ちなみに、恭也もロゼットも昨日の時点でノエルが自動人形であると知らされている。
「お金のためなんて・・・。」
ロゼットは怒りをこめた声音でそういった。それについては恭也も同じである。
お金のためには人の命を奪うこともいとわないというのは許されないことである。
「とにかく、昨日失敗したんだ。ここ数日が勝負になる可能性が高いね。
こういうのは間隔が開けば開くほど相手にとって不利になるのは目に見えてるし。」
シルフィはそういうと二人に今まで以上の警戒を促した。
「あ、それと。もし、ヤバ目な悪魔が出たら連絡してくれればいつでも行くから。」
シルフィはそれだけ言い残すと一人その場から教室に戻った。
「と言うらしいが・・・・。」
恭也は一連の話を聞いて今後の策をロゼットにたずねる。ロゼットへの通訳は忍が力を使って行っている。

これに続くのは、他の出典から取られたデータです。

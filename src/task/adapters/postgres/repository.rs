//! `PostgreSQL` repository implementation for task storage.

use super::{
    models::{TaskRow, row_to_task, to_details_changeset, to_new_row, to_status_changeset},
    schema::tasks,
};
use crate::{
    postgres::{MarketplacePgPool, PersistenceFailure, run_blocking},
    task::{
        domain::{Task, TaskFilter, TaskId, TaskStatus},
        ports::{TaskRepository, TaskRepositoryError, TaskRepositoryResult},
    },
};
use async_trait::async_trait;
use chrono::{DateTime, Utc};
use diesel::pg::PgConnection;
use diesel::prelude::*;
use diesel::result::{DatabaseErrorKind, Error as DieselError};

impl PersistenceFailure for TaskRepositoryError {
    fn persistence(err: impl std::error::Error + Send + Sync + 'static) -> Self {
        Self::persistence(err)
    }
}

/// `PostgreSQL`-backed task repository.
#[derive(Debug, Clone)]
pub struct PostgresTaskRepository {
    pool: MarketplacePgPool,
}

impl PostgresTaskRepository {
    /// Creates a new repository from a `PostgreSQL` connection pool.
    #[must_use]
    pub const fn new(pool: MarketplacePgPool) -> Self {
        Self { pool }
    }
}

#[async_trait]
impl TaskRepository for PostgresTaskRepository {
    async fn store(&self, task: &Task) -> TaskRepositoryResult<()> {
        let task_id = task.id();
        let new_row = to_new_row(task)?;

        run_blocking(&self.pool, move |connection| {
            diesel::insert_into(tasks::table)
                .values(&new_row)
                .execute(connection)
                .map_err(|err| match err {
                    DieselError::DatabaseError(DatabaseErrorKind::UniqueViolation, _) => {
                        TaskRepositoryError::DuplicateTask(task_id)
                    }
                    _ => TaskRepositoryError::persistence(err),
                })?;
            Ok(())
        })
        .await
    }

    async fn update_if_status(
        &self,
        task: &Task,
        expected: TaskStatus,
    ) -> TaskRepositoryResult<()> {
        let owned = task.clone();
        run_blocking(&self.pool, move |connection| {
            update_task_if_status(connection, &owned, expected)
        })
        .await
    }

    async fn update_details_if_unchanged(
        &self,
        task: &Task,
        read_at: DateTime<Utc>,
    ) -> TaskRepositoryResult<()> {
        let task_id = task.id();
        let changeset = to_details_changeset(task)?;
        run_blocking(&self.pool, move |connection| {
            let updated = diesel::update(
                tasks::table
                    .filter(tasks::id.eq(task_id.into_inner()))
                    .filter(tasks::status.eq(TaskStatus::Open.as_str()))
                    .filter(tasks::updated_at.eq(read_at)),
            )
            .set(&changeset)
            .execute(connection)
            .map_err(TaskRepositoryError::persistence)?;
            if updated == 1 {
                return Ok(());
            }
            match explain_missed_update(connection, task_id, TaskStatus::Open) {
                TaskRepositoryError::StatusConflict {
                    actual: TaskStatus::Open,
                    ..
                } => Err(TaskRepositoryError::StaleWrite { task_id }),
                other => Err(other),
            }
        })
        .await
    }

    async fn find_by_id(&self, id: TaskId) -> TaskRepositoryResult<Option<Task>> {
        run_blocking(&self.pool, move |connection| {
            let row = tasks::table
                .filter(tasks::id.eq(id.into_inner()))
                .select(TaskRow::as_select())
                .first::<TaskRow>(connection)
                .optional()
                .map_err(TaskRepositoryError::persistence)?;
            row.map(row_to_task).transpose()
        })
        .await
    }

    async fn list(&self, filter: &TaskFilter) -> TaskRepositoryResult<Vec<Task>> {
        let criteria = filter.clone();

        run_blocking(&self.pool, move |connection| {
            let mut query = tasks::table
                .filter(tasks::status.eq(criteria.status().as_str()))
                .select(TaskRow::as_select())
                .order(tasks::created_at.desc())
                .into_boxed();
            if let Some(category) = criteria.category() {
                query = query.filter(tasks::category.eq(category.to_owned()));
            }
            if let Some(text) = criteria.text() {
                let pattern = format!("%{}%", escape_like(text));
                query = query.filter(
                    tasks::title
                        .ilike(pattern.clone())
                        .or(tasks::description.ilike(pattern)),
                );
            }
            if let Some(min) = criteria.min_budget() {
                query = query.filter(tasks::budget.ge(min));
            }
            if let Some(max) = criteria.max_budget() {
                query = query.filter(tasks::budget.le(max));
            }
            // Distance is computed in process, so the cap applies afterwards.
            if criteria.proximity().is_none() {
                let limit = i64::try_from(criteria.limit()).unwrap_or(i64::MAX);
                query = query.limit(limit);
            }

            let rows = query
                .load::<TaskRow>(connection)
                .map_err(TaskRepositoryError::persistence)?;
            let mut matching = Vec::new();
            for row in rows {
                let task = row_to_task(row)?;
                if criteria.matches_proximity(&task) {
                    matching.push(task);
                }
                if matching.len() >= criteria.limit() {
                    break;
                }
            }
            Ok(matching)
        })
        .await
    }

    async fn increment_offers_count(&self, id: TaskId) -> TaskRepositoryResult<()> {
        run_blocking(&self.pool, move |connection| {
            let updated = diesel::update(tasks::table.filter(tasks::id.eq(id.into_inner())))
                .set(tasks::offers_count.eq(tasks::offers_count + 1))
                .execute(connection)
                .map_err(TaskRepositoryError::persistence)?;
            if updated == 0 {
                return Err(TaskRepositoryError::NotFound(id));
            }
            Ok(())
        })
        .await
    }

    async fn set_offers_count(&self, id: TaskId, count: u32) -> TaskRepositoryResult<()> {
        let stored_count = i32::try_from(count).map_err(TaskRepositoryError::persistence)?;
        run_blocking(&self.pool, move |connection| {
            let updated = diesel::update(tasks::table.filter(tasks::id.eq(id.into_inner())))
                .set(tasks::offers_count.eq(stored_count))
                .execute(connection)
                .map_err(TaskRepositoryError::persistence)?;
            if updated == 0 {
                return Err(TaskRepositoryError::NotFound(id));
            }
            Ok(())
        })
        .await
    }
}

/// Writes the lifecycle fields of `task` only while the stored status equals
/// `expected`.
///
/// Runs on the caller's connection so the assignment store can use it inside
/// its transaction.
pub(crate) fn update_task_if_status(
    connection: &mut PgConnection,
    task: &Task,
    expected: TaskStatus,
) -> TaskRepositoryResult<()> {
    let task_id = task.id();
    let updated = diesel::update(
        tasks::table
            .filter(tasks::id.eq(task_id.into_inner()))
            .filter(tasks::status.eq(expected.as_str())),
    )
    .set(&to_status_changeset(task))
    .execute(connection)
    .map_err(TaskRepositoryError::persistence)?;
    if updated == 1 {
        return Ok(());
    }
    Err(explain_missed_update(connection, task_id, expected))
}

/// Distinguishes a missing row from a lost conditional write.
fn explain_missed_update(
    connection: &mut PgConnection,
    task_id: TaskId,
    expected: TaskStatus,
) -> TaskRepositoryError {
    let current = tasks::table
        .filter(tasks::id.eq(task_id.into_inner()))
        .select(tasks::status)
        .first::<String>(connection)
        .optional();
    match current {
        Ok(None) => TaskRepositoryError::NotFound(task_id),
        Ok(Some(status)) => match TaskStatus::try_from(status.as_str()) {
            Ok(actual) => TaskRepositoryError::StatusConflict {
                task_id,
                expected,
                actual,
            },
            Err(err) => TaskRepositoryError::persistence(err),
        },
        Err(err) => TaskRepositoryError::persistence(err),
    }
}

fn escape_like(text: &str) -> String {
    let mut escaped = String::with_capacity(text.len());
    for character in text.chars() {
        if matches!(character, '%' | '_' | '\\') {
            escaped.push('\\');
        }
        escaped.push(character);
    }
    escaped
}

「多分、シルフィのいうとおりだと思うよ。一応、私、銃は携帯してる。恭也君も、小太刀は携帯してるみたいだし。
あと、私、暫く忍ちゃんの家に泊まろうと思うんだ。ノエルだけじゃ、人手不足だろうし。」
ロゼットは自分の意見を忍を通じて恭也に伝える。恭也はわかったと言って忍にも確認を取る。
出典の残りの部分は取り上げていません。